SAN BENEDETTO DEL TRONTO – Sono iniziati i lavori preliminari per smontare i fatiscenti capannoni dei carri del Carnevale a nord dello stadio Ballarin. Alcuni carristi questa mattina si sono messi all’opera per ripulire l’area dalle erbacce e dai rifiuti e per rimuovere ferri vecchi e materiale usurato dal tempo. Sul posto la minipala Bobcat della ditta Malavolta Costruzioni, del presidente degli Amici del Carnevale Alberto Malavolta.

 

All’interno dei capannoni sono ricoverati i carri con le allegorie parzialmente deteriorate dal tempo, ma tutt’intorno è degrado: vetri rotti, pali arrugginiti, sacchi di  immondizia. Questa mattina la sporcizia, il ferro vecchio, il plexiglass e i vetri rotti, cassette, cartaccia, tavole di legno, palloni e varie cianfrusaglie sono stati in parte rimossi. Ma c’è ancora molto da fare. Il lavoro è cominciato sul blocco dei capannoni ad ovest. Sul blocco ad est non si è intervenuti.

 

 

Terminata la ripulitura si passerà allo smontaggio dei sei capannoni (65 metri di lunghezza e 11 di altezza), che verranno trasportati e accantonati in maniera temporanea nel terreno nei pressi della scuola Cappella di Porto d’Ascoli.
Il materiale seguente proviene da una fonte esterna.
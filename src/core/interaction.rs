//! Operator interaction primitives
//!
//! The source of truth for the "one interactive prompt at a time" invariant:
//! the credential gate and the confirmation workflow share a single
//! [`InteractionSlot`], so at most one of them can have a prompt outstanding
//! for the operator session. A second request while the slot is held is
//! rejected, not queued.

use crate::core::error::AdminError;
use std::sync::atomic::{AtomicBool, Ordering};

/// Mutual exclusion flag for interactive prompts
///
/// The slot is held only while a prompt is awaiting the operator's answer;
/// it is released before the gated/confirmed action runs so that nested
/// flows (confirm, then authenticate) can each take their turn.
#[derive(Debug, Default)]
pub struct InteractionSlot {
    busy: AtomicBool,
}

impl InteractionSlot {
    pub fn new() -> Self {
        Self::default()
    }

    /// Try to take the slot; `None` when another prompt is already open
    ///
    /// The returned guard releases the slot on drop, including on every
    /// cancellation and error path.
    pub fn acquire(&self) -> Option<SlotGuard<'_>> {
        self.busy
            .compare_exchange(false, true, Ordering::AcqRel, Ordering::Acquire)
            .ok()
            .map(|_| SlotGuard { slot: self })
    }

    pub fn is_busy(&self) -> bool {
        self.busy.load(Ordering::Acquire)
    }
}

/// RAII guard for a held interaction slot
#[derive(Debug)]
pub struct SlotGuard<'a> {
    slot: &'a InteractionSlot,
}

impl Drop for SlotGuard<'_> {
    fn drop(&mut self) {
        self.slot.busy.store(false, Ordering::Release);
    }
}

/// Outcome of an operator-driven flow
///
/// `Cancelled` is a first-class, silent result: the wrapped action never ran
/// and nothing was notified.
#[derive(Debug, Clone, Copy, PartialEq, Eq)]
pub enum OperatorOutcome<T> {
    Completed(T),
    Cancelled,
}

impl<T> OperatorOutcome<T> {
    pub fn is_cancelled(&self) -> bool {
        matches!(self, Self::Cancelled)
    }

    /// Unwrap the completed value, `None` when the operator cancelled
    pub fn completed(self) -> Option<T> {
        match self {
            Self::Completed(value) => Some(value),
            Self::Cancelled => None,
        }
    }

    /// Convert into a `Result` for callers that cannot represent a cancel
    ///
    /// Maps `Cancelled` to [`AdminError::OperatorCancelled`], which stays a
    /// silent error: the caller may drop it without reporting anything.
    pub fn ok_or_cancelled(self) -> Result<T, AdminError> {
        match self {
            Self::Completed(value) => Ok(value),
            Self::Cancelled => Err(AdminError::OperatorCancelled),
        }
    }
}

#[cfg(test)]
mod tests {
    use super::*;

    #[test]
    fn test_slot_starts_free() {
        let slot = InteractionSlot::new();
        assert!(!slot.is_busy());
    }

    #[test]
    fn test_second_acquire_is_rejected() {
        let slot = InteractionSlot::new();

        let guard = slot.acquire();
        assert!(guard.is_some());
        assert!(slot.is_busy());

        assert!(slot.acquire().is_none());
    }

    #[test]
    fn test_guard_drop_releases_slot() {
        let slot = InteractionSlot::new();

        {
            let _guard = slot.acquire().unwrap();
            assert!(slot.is_busy());
        }

        assert!(!slot.is_busy());
        assert!(slot.acquire().is_some());
    }

    #[test]
    fn test_operator_outcome_helpers() {
        let completed: OperatorOutcome<u32> = OperatorOutcome::Completed(7);
        let cancelled: OperatorOutcome<u32> = OperatorOutcome::Cancelled;

        assert!(!completed.is_cancelled());
        assert_eq!(completed.completed(), Some(7));
        assert!(cancelled.is_cancelled());
        assert_eq!(cancelled.completed(), None);
    }

    #[test]
    fn test_cancel_converts_to_a_silent_error() {
        let completed: OperatorOutcome<u32> = OperatorOutcome::Completed(7);
        assert_eq!(completed.ok_or_cancelled().unwrap(), 7);

        let cancelled: OperatorOutcome<u32> = OperatorOutcome::Cancelled;
        let error = cancelled.ok_or_cancelled().unwrap_err();
        assert!(matches!(error, AdminError::OperatorCancelled));
        assert!(error.is_silent());
    }
}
Per questa operazione il Comune ha dato tempo fino al 4 dicembre.

 

«I carristi attenderanno poi – spiega il presidente Malavolta – che l’amministrazione comunale predisponga l’area dei campetti polivalenti tra l’Ipsia e zona Brancadoro, dove verranno rimontate le parti utilizzabili dei capannoni e dei carri, per allestire le allegorie per le sfilate al centro del Carnevale 2019».